Энергичнее этой оппозиции, выставленной солдатиком Татьяниной руготне, никогда еще не видывал темный коридор, хотя, надо правду сказать, точно так же он никогда и не слыхал более зычного окрика, который задала в это время Татьяна солдату за эту оппозицию. Остальной коридорный народ был до того бесцветен и снослив, что хозяйке на него и покричать-то как следует не удавалось, потому что все ее самые татарские желания, без малейшего даже помысла о противоречии, в ту же минуту исполнялись этим народом.

– Смолчи уж лучше, – советовали друг другу коридорные, когда кто-нибудь из них осмеливался возражать лютующей бабе. – Разозлится, на мороз выкинет, тебе же тогда хуже будет.

Немножко не таковы были жильцы комнатные.

VIII
Жильцы комнатные, или господа

Описанный коридор разделял комнаты снебилью на две половины, в каждой по четыре каморки, величаемых Татьяною громким именем номеров. Одна половина своими окнами была обращена па улицу, другая на двор. В одной из лучших комнат, смотревшей на улицу, в качестве человека, происходившего от старинных польских магнатов, жил прапорщик Бжебжицкий.

– Да! Я таки привык к некоторому комфорту, – говаривал сей обрусевший сармат[7], закладывая зимой пальто для того примерно, чтобы купить ничтожный коврик, по двугривенному за аршин, к изодранному дивану, на котором он спал.

– В чем же вы теперь ходить будете? – спросит кто-нибудь у прапорщика в то время, когда он производит свою спекуляцию.

– Есть мне время рассчитывать, как и в чем ходить я буду, – обыкновенно отвечал он. – Подите спросите у Александрушки, в чем она будет ходить. В том же самом и я ходить буду. Рекомендую ее вам как самый лучший образец для всевозможных подражаний, – прибавлял Бжебжицкий, когда у него заходил с кем-нибудь из сожителей спор о каком-нибудь трудном вопросе жизни.

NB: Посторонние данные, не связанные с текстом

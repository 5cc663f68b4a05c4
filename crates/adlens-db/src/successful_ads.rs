//! Database operations for the `successful_ads` table.

use adlens_core::ScoredAd;
use chrono::{DateTime, Utc};
use serde_json::Value;
use sqlx::PgPool;

use crate::DbError;

/// A row from the `successful_ads` table.
#[derive(Debug, Clone, sqlx::FromRow)]
pub struct SuccessfulAdRow {
    pub ad_id: String,
    pub page_name: Option<String>,
    pub success_score: i16,
    pub payload: Value,
    pub scored_at: DateTime<Utc>,
    pub created_at: DateTime<Utc>,
    pub updated_at: DateTime<Utc>,
}

impl SuccessfulAdRow {
    /// Decode the stored scored ad.
    ///
    /// # Errors
    ///
    /// Returns [`DbError::Decode`] if the payload has the wrong shape.
    pub fn to_scored_ad(&self) -> Result<ScoredAd, DbError> {
        Ok(serde_json::from_value(self.payload.clone())?)
    }
}

/// Inserts or refreshes a successful ad keyed by its ad id.
///
/// # Errors
///
/// Returns [`DbError::Decode`] if the ad cannot be serialized, or
/// [`DbError::Sqlx`] if the upsert fails.
pub async fn upsert_successful_ad(pool: &PgPool, ad: &ScoredAd) -> Result<(), DbError> {
    let payload = serde_json::to_value(ad)?;

    sqlx::query(
        "INSERT INTO successful_ads (ad_id, page_name, success_score, payload, scored_at) \
         VALUES ($1, $2, $3, $4, $5) \
         ON CONFLICT (ad_id) DO UPDATE SET \
             page_name = EXCLUDED.page_name, \
             success_score = EXCLUDED.success_score, \
             payload = EXCLUDED.payload, \
             scored_at = EXCLUDED.scored_at, \
             updated_at = NOW()",
    )
    .bind(&ad.ad.id)
    .bind(ad.ad.page_name.as_deref())
    .bind(i16::from(ad.success_score))
    .bind(payload)
    .bind(ad.scored_at)
    .execute(pool)
    .await?;

    Ok(())
}

/// Returns one page of successful ads, highest score first.
///
/// # Errors
///
/// Returns [`DbError::Sqlx`] if the query fails.
pub async fn list_top_successful_ads(
    pool: &PgPool,
    limit: i64,
    offset: i64,
) -> Result<Vec<SuccessfulAdRow>, DbError> {
    let rows = sqlx::query_as::<_, SuccessfulAdRow>(
        "SELECT ad_id, page_name, success_score, payload, scored_at, created_at, updated_at \
         FROM successful_ads \
         ORDER BY success_score DESC, ad_id \
         LIMIT $1 OFFSET $2",
    )
    .bind(limit)
    .bind(offset)
    .fetch_all(pool)
    .await?;

    Ok(rows)
}

/// Total number of stored successful ads.
///
/// # Errors
///
/// Returns [`DbError::Sqlx`] if the query fails.
pub async fn count_successful_ads(pool: &PgPool) -> Result<i64, DbError> {
    let count = sqlx::query_scalar::<_, i64>("SELECT COUNT(*) FROM successful_ads")
        .fetch_one(pool)
        .await?;

    Ok(count)
}
//! Derivation of raw metrics from one ad record.
//!
//! Engagement is modeled, not measured. The ad library exposes no
//! engagement signal, so `estimated_engagement` is an approximation built
//! from impressions and three multiplicative factors.

use adlens_core::{ExtractedMetrics, RawAd};
use chrono::{DateTime, Utc};

use crate::range::{parse_range_with, RangeHeuristics};

/// Assumed click-through rate applied to impressions.
pub const BASELINE_CTR: f64 = 0.01;
/// Assumed reactions/comments/shares per click.
pub const POST_ENGAGEMENT_RATIO: f64 = 2.5;

pub const DURATION_FACTOR_CAP: f64 = 1.5;
pub const DURATION_FACTOR_REFERENCE_DAYS: f64 = 30.0;
pub const DURATION_FACTOR_WEIGHT: f64 = 0.5;

pub const DEMOGRAPHIC_FACTOR_CAP: f64 = 1.2;
pub const DEMOGRAPHIC_FACTOR_REFERENCE_ENTRIES: f64 = 10.0;
pub const DEMOGRAPHIC_FACTOR_WEIGHT: f64 = 0.2;

pub const CONTENT_FACTOR_CAP: f64 = 1.3;
pub const CONTENT_FACTOR_REFERENCE_CHARS: f64 = 500.0;
pub const CONTENT_FACTOR_WEIGHT: f64 = 0.3;

const SECONDS_PER_DAY: f64 = 86_400.0;

/// Derive [`ExtractedMetrics`] for `ad`, with `now` standing in for a
/// missing stop time (and a missing start time).
#[must_use]
pub fn extract_metrics(
    ad: &RawAd,
    now: DateTime<Utc>,
    heuristics: RangeHeuristics,
) -> ExtractedMetrics {
    let duration_days = duration_days(ad, now);
    let spend_amount = parse_range_with(ad.spend.as_deref(), heuristics);
    let impressions = parse_range_with(ad.impressions.as_deref(), heuristics);
    let estimated_engagement = estimate_engagement(ad, impressions, duration_days);

    #[allow(clippy::cast_precision_loss)]
    let days = duration_days as f64;

    ExtractedMetrics {
        duration_days,
        spend_amount,
        impressions,
        estimated_engagement,
        daily_spend: spend_amount / days,
        daily_impressions: impressions / days,
    }
}

/// Whole days between start and stop (or `now`), rounded, never below 1.
fn duration_days(ad: &RawAd, now: DateTime<Utc>) -> i64 {
    let start = ad.ad_delivery_start_time.unwrap_or(now);
    let stop = ad.ad_delivery_stop_time.unwrap_or(now);

    #[allow(clippy::cast_precision_loss)]
    let days = (stop - start).num_seconds() as f64 / SECONDS_PER_DAY;

    #[allow(clippy::cast_possible_truncation)]
    let rounded = days.round() as i64;
    rounded.max(1)
}

#[must_use]
pub fn duration_factor(duration_days: i64) -> f64 {
    #[allow(clippy::cast_precision_loss)]
    let days = duration_days as f64;
    (1.0 + (days / DURATION_FACTOR_REFERENCE_DAYS) * DURATION_FACTOR_WEIGHT)
        .min(DURATION_FACTOR_CAP)
}

#[must_use]
pub fn demographic_factor(entry_count: usize) -> f64 {
    if entry_count == 0 {
        return 1.0;
    }
    #[allow(clippy::cast_precision_loss)]
    let entries = entry_count as f64;
    (1.0 + (entries / DEMOGRAPHIC_FACTOR_REFERENCE_ENTRIES) * DEMOGRAPHIC_FACTOR_WEIGHT)
        .min(DEMOGRAPHIC_FACTOR_CAP)
}

#[must_use]
pub fn content_factor(creative_chars: usize) -> f64 {
    if creative_chars == 0 {
        return 1.0;
    }
    #[allow(clippy::cast_precision_loss)]
    let chars = creative_chars as f64;
    (1.0 + (chars / CONTENT_FACTOR_REFERENCE_CHARS) * CONTENT_FACTOR_WEIGHT).min(CONTENT_FACTOR_CAP)
}

/// Modeled clicks plus modeled post engagements.
fn estimate_engagement(ad: &RawAd, impressions: f64, duration_days: i64) -> f64 {
    let clicks = impressions
        * BASELINE_CTR
        * duration_factor(duration_days)
        * demographic_factor(ad.demographic_distribution.len())
        * content_factor(ad.creative_text_len());
    let post_engagements = clicks * POST_ENGAGEMENT_RATIO;
    clicks + post_engagements
}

– А все это меня Москва к таким роскошам приучила, – откровенничал Бжебжицкий с жидом, принимавшим у него пальто, в надежде расположить своим добрым обхождением израильтянина к тому, чтоб он взял с него в месяц пять процентов, а не десять, как обыкновенно взимают израильтяне. – То есть ты не поверишь, Барадка, – убаюкивал воин наишельмейшего жида, – такими она меня суммами заваливала, теперь даже и подумать о них грешно. А сама какая была! Ежели я тебе ее портрет покажу, так ты в полное неистовство придешь…

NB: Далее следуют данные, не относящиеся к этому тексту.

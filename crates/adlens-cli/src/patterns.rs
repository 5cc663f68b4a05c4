use adlens_core::{AppConfig, PatternReport};
use adlens_db::PgStore;
use adlens_scoring::{PatternSource, PatternStore, MIN_CORPUS_SIZE};

/// One-line summary of where a report came from and what it holds.
pub(crate) fn summarize(report: &PatternReport, source: PatternSource) -> String {
    if report.is_empty() {
        return format!(
            "no patterns yet: at least {MIN_CORPUS_SIZE} successful ads with text are needed"
        );
    }
    let origin = match source {
        PatternSource::Cache => "cached",
        PatternSource::Recomputed => "recomputed",
        PatternSource::Empty => "empty",
    };
    format!(
        "{origin} report over {} ad(s), {} common term(s)",
        report.analyzed_ads,
        report.common_terms.len()
    )
}

/// Print the pattern report as JSON, with a summary on stderr.
///
/// # Errors
///
/// Returns an error only if the report cannot be serialized.
pub(crate) async fn run_patterns(
    pool: &sqlx::PgPool,
    config: &AppConfig,
    refresh: bool,
) -> anyhow::Result<()> {
    let patterns = PatternStore::new(PgStore::new(pool.clone()), config.pattern_sample_size);
    let (report, source) = patterns.resolve(refresh).await;
    eprintln!("{}", summarize(&report, source));
    println!("{}", serde_json::to_string_pretty(&report)?);
    Ok(())
}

Но жид своими черными бесстрастными глазами в одно и то же время осматривал и прапорщичье пальто, и самого прапорщика до того насмешливо и вместе с тем почтительно, что даже самая окрыленная надежда заставить его что-нибудь вскрикнуть при взгляде на портрет московской купчихи становилась в тупик; однако же Бжебжицкий, как нельзя больше знакомый с этим взглядом, все-таки продолжал:

– Ишааком, Иаковом и Ижраилем клянусь, что ты, Барадка, непременно вскрикнешь: «Пане мой великий! Пане мой, ух какой ясновельмозный! Дайте мне эту купчиху миррой и вином напоить». Так-то, скверная ты тварь, жид ты, христопродавец, анафема! Вот я из-за чего мое пальто закладываю: из-за купчихи собственно, потому что нынешний день предстоит мне случай возобновить с ней прерванное знакомство. Так ты обстоятельство это и чувствуй всем своим носом жидовским.

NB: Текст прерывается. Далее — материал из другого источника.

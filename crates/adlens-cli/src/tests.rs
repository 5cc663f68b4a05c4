use std::path::PathBuf;

use adlens_core::RawAd;
use adlens_scoring::PatternSource;
use clap::Parser;

use super::{Cli, Commands};
use crate::patterns::summarize;
use crate::score::score_ads;

const SAMPLE_ADS: &str = include_str!("../fixtures/sample_ads.json");

fn sample_ads() -> Vec<RawAd> {
    serde_json::from_str(SAMPLE_ADS).expect("fixture parses")
}

#[test]
fn cli_parses_score_command() {
    let cli = Cli::try_parse_from([
        "adlens-cli",
        "score",
        "--input",
        "ads.json",
        "--threshold",
        "60",
    ])
    .expect("score command should parse");

    assert!(matches!(
        cli.command,
        Some(Commands::Score { ref input, threshold: Some(60) }) if *input == PathBuf::from("ads.json")
    ));
}

#[test]
fn cli_rejects_threshold_above_100() {
    let result = Cli::try_parse_from([
        "adlens-cli",
        "score",
        "--input",
        "ads.json",
        "--threshold",
        "101",
    ]);
    assert!(result.is_err());
}

#[test]
fn cli_score_requires_input() {
    assert!(Cli::try_parse_from(["adlens-cli", "score"]).is_err());
}

#[test]
fn cli_parses_search_with_default_limit() {
    let cli = Cli::try_parse_from(["adlens-cli", "search", "running shoes"])
        .expect("search command should parse");

    assert!(matches!(
        cli.command,
        Some(Commands::Search { ref keyword, limit: 25 }) if keyword == "running shoes"
    ));
}

#[test]
fn cli_parses_search_limit() {
    let cli = Cli::try_parse_from(["adlens-cli", "search", "boots", "--limit", "5"])
        .expect("search command should parse");

    assert!(matches!(cli.command, Some(Commands::Search { limit: 5, .. })));
}

#[test]
fn cli_parses_patterns_refresh_flag() {
    let cli = Cli::try_parse_from(["adlens-cli", "patterns", "--refresh"])
        .expect("patterns command should parse");
    assert!(matches!(cli.command, Some(Commands::Patterns { refresh: true })));

    let cli = Cli::try_parse_from(["adlens-cli", "patterns"]).expect("patterns should parse");
    assert!(matches!(cli.command, Some(Commands::Patterns { refresh: false })));
}

#[test]
fn cli_parses_migrate_and_no_command() {
    let cli = Cli::try_parse_from(["adlens-cli", "migrate"]).expect("migrate should parse");
    assert!(matches!(cli.command, Some(Commands::Migrate)));

    let cli = Cli::try_parse_from(["adlens-cli"]).expect("bare invocation should parse");
    assert!(cli.command.is_none());
}

#[test]
fn cli_rejects_unknown_command() {
    assert!(Cli::try_parse_from(["adlens-cli", "publish"]).is_err());
}

#[tokio::test]
async fn score_ads_separates_strong_and_weak_ads() {
    let ads = sample_ads();
    let output = score_ads(&ads, None).await;

    assert_eq!(output.scored.len(), ads.len());
    let ids: Vec<&str> = output.scored.iter().map(|s| s.ad.id.as_str()).collect();
    assert_eq!(ids[0], "1001", "input order is preserved");

    let weak = output
        .scored
        .iter()
        .find(|s| s.ad.id == "2001")
        .expect("weak ad scored");
    assert!(weak.success_score < 50, "weak ad scored {}", weak.success_score);
    for strong in output.scored.iter().filter(|s| s.ad.id != "2001") {
        assert!(
            strong.success_score >= 50,
            "ad {} scored {}",
            strong.ad.id,
            strong.success_score
        );
    }
    assert_eq!(output.successful, 6);
}

#[tokio::test]
async fn score_ads_mines_patterns_from_successful_ads() {
    let output = score_ads(&sample_ads(), None).await;

    assert!(matches!(output.pattern_source, PatternSource::Recomputed));
    assert_eq!(output.patterns.analyzed_ads, 6);
    assert!(output.patterns.common_terms.len() <= 20);
    assert!(output
        .patterns
        .common_terms
        .iter()
        .all(|t| t.count > 1 && t.term.chars().count() >= 3));
    assert!(output
        .patterns
        .common_terms
        .iter()
        .any(|t| t.term == "shipping"));
    assert!(output.patterns.structure_patterns.contains_key("cta_presence_rate"));
}

#[tokio::test]
async fn score_ads_with_high_threshold_yields_empty_report() {
    let output = score_ads(&sample_ads(), Some(100)).await;

    assert_eq!(output.successful, 0);
    assert!(matches!(output.pattern_source, PatternSource::Empty));
    assert!(output.patterns.is_empty());
}

#[tokio::test]
async fn score_ads_on_empty_input() {
    let output = score_ads(&[], None).await;

    assert!(output.scored.is_empty());
    assert_eq!(output.successful, 0);
    assert!(matches!(output.pattern_source, PatternSource::Empty));
}

#[tokio::test]
async fn pattern_summary_reports_empty_and_recomputed_reports() {
    let empty = score_ads(&[], None).await;
    assert!(summarize(&empty.patterns, empty.pattern_source).starts_with("no patterns yet"));

    let mined = score_ads(&sample_ads(), None).await;
    let line = summarize(&mined.patterns, mined.pattern_source);
    assert!(line.starts_with("recomputed report over 6 ad(s)"), "{line}");
}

Затем шла уже Барадкина речь.

– Ах, пане мой! – говорит Барадка. – Как зе вы хоросо так по-насему науцились. Долго, долзно быть, в Полсе вы зыли, много, долзно быть, вы насему брату своих барских весцей прозакладывали…

И все-таки вместо того, чтобы дать прапорщику под его пальто шесть рублей, жид давал ему почему-то десять, а процентов брал только восемь. Таким образом вел прапорщик свои делишки.

Все они у него состояли из закладов и перезакладов и постоянных стремлений ухватить где-нибудь в магазине или лавке, распродающегося вследствие некоторых коммерческих обстоятельств, по неимоверно дешевым ценам, – хватить, говорю, товару какого-нибудь, под заемное письмо, сотняги эдак, канальство, на две, на три и потом бакнуть этот товарец, по крайности, за бумажку со столбиками. В последнее время стремления эти осуществлялись как-то с каждым днем все реже и реже.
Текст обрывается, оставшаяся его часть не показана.